As a hostage Keenan went to the frontiers of suffering. Now as a writer he has been to the savage wilderness on our behalf to see what is there. He told John McCarthy you should never give your whole heart away. He still, habitually, avoids captivity.

"I'm still looking for answers," he says, smiling. "I hope that book didn't give any. I only have questions."

'Four Quarters of Light', by Brian Keenan, is published by Transworld, priced £18.99

The Beirut hostages

Tom Sutherland, now 70, was dean at the American University in Beirut when he was abducted in 1985. The Scots-born professor received £25million compensation from the Iranian government 10 years after his release in 1991. Sutherland, who lives in Denver, Colorado, gave much of the money to charity.

Terry Anderson, 56, spent six years as a hostage of Shia militiamen. He is now a regular on the US lecture circuit, has written several books, campaigns for imprisoned journalists and recently announced plans to run for the Ohio Senate.

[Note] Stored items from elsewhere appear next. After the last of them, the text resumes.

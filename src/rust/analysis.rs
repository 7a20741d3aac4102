//! Request pipeline: validate, classify, normalize, shape the response.

use std::panic::{self, AssertUnwindSafe};
use std::sync::Arc;
use serde::{Deserialize, Serialize};

use crate::classifier::{normalize, CategorySet, ProbabilityDistribution};
use crate::oracle::EmotionOracle;

/// Message returned for empty or whitespace-only input.
pub const TEXT_REQUIRED: &str = "Text is required";

/// Body of `POST /api/emotion/analyze`.
#[derive(Debug, Clone, PartialEq, Eq, Serialize, Deserialize)]
pub struct EmotionRequest {
    pub text: String,
}

/// The predicted emotion and the probability of every category.
///
/// `label` is always a key of `scores` holding its maximum value.
#[derive(Debug, Clone, PartialEq, Serialize)]
pub struct EmotionResult {
    pub label: String,
    pub scores: ProbabilityDistribution,
}

#[derive(Debug, Clone, PartialEq, Eq, thiserror::Error)]
pub enum AnalysisError {
    /// The request text is unusable. Maps to a client error.
    #[error("{0}")]
    Validation(String),
    /// The model call failed or produced unusable output. Maps to a server error.
    #[error("Emotion analysis failed: {0}")]
    Oracle(String),
}

/// Trims `raw_text`, rejecting it when nothing is left.
///
/// ```
/// use emotion_classifier::analysis::validate;
///
/// assert_eq!(validate("  hello\n").unwrap(), "hello");
/// assert!(validate(" \t\n").is_err());
/// ```
pub fn validate(raw_text: &str) -> Result<&str, AnalysisError> {
    let text = raw_text.trim();
    if text.is_empty() {
        return Err(AnalysisError::Validation(TEXT_REQUIRED.to_string()));
    }
    Ok(text)
}

pub fn build_response(label: String, scores: ProbabilityDistribution) -> EmotionResult {
    EmotionResult { label, scores }
}

/// The process-wide, read-only state every request runs against.
///
/// Cloning is cheap; clones share the same oracle.
#[derive(Clone)]
pub struct AnalysisContext {
    oracle: Arc<dyn EmotionOracle>,
}

impl std::fmt::Debug for AnalysisContext {
    fn fmt(&self, f: &mut std::fmt::Formatter<'_>) -> std::fmt::Result {
        f.debug_struct("AnalysisContext")
            .field("categories", self.oracle.categories())
            .finish()
    }
}

impl AnalysisContext {
    pub fn new(oracle: Arc<dyn EmotionOracle>) -> Self {
        Self { oracle }
    }

    pub fn categories(&self) -> &CategorySet {
        self.oracle.categories()
    }

    /// Runs the full pipeline for one request.
    ///
    /// Validation failures return before the oracle is touched. The oracle is
    /// invoked exactly once; errors, panics and malformed output all surface
    /// as [`AnalysisError::Oracle`]. No partial result is ever returned.
    pub fn analyze(&self, raw_text: &str) -> Result<EmotionResult, AnalysisError> {
        let text = validate(raw_text)?;

        let raw = panic::catch_unwind(AssertUnwindSafe(|| self.oracle.classify(text)))
            .map_err(|payload| AnalysisError::Oracle(panic_message(payload.as_ref())))?
            .map_err(|e| AnalysisError::Oracle(e.to_string()))?;

        let normalized = normalize(&raw, self.oracle.categories()).map_err(|e| {
            log::warn!("Discarding malformed model output: {}", e);
            AnalysisError::Oracle(e.to_string())
        })?;

        log::debug!("Classified {} chars as {}", text.chars().count(), normalized.label);
        Ok(build_response(normalized.label, normalized.distribution))
    }
}

fn panic_message(payload: &(dyn std::any::Any + Send)) -> String {
    if let Some(msg) = payload.downcast_ref::<&str>() {
        format!("model panicked: {}", msg)
    } else if let Some(msg) = payload.downcast_ref::<String>() {
        format!("model panicked: {}", msg)
    } else {
        "model panicked".to_string()
    }
}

John McCarthy, 47, was abducted in 1986 and spent five years in captivity, becoming Britain's longest-held hostage. He has written several books and regularly lectures on his experiences. He split from Jill Morrell, who had campaigned for his freedom, in 1995 and later married. McCarthy supports the Medical Foundation for the Care of Victims of Torture.

Terry Waite, 65, went to Beirut in 1987 as an envoy of the Archbishop of Canterbury, to negotiate the release of hostages. He was kidnapped himself and held for four years. In 1993, he wrote the book of his experiences, Taken on Trust. He now works with several homelessness charities and campaigns against human-rights abuses in Guantanamo Bay.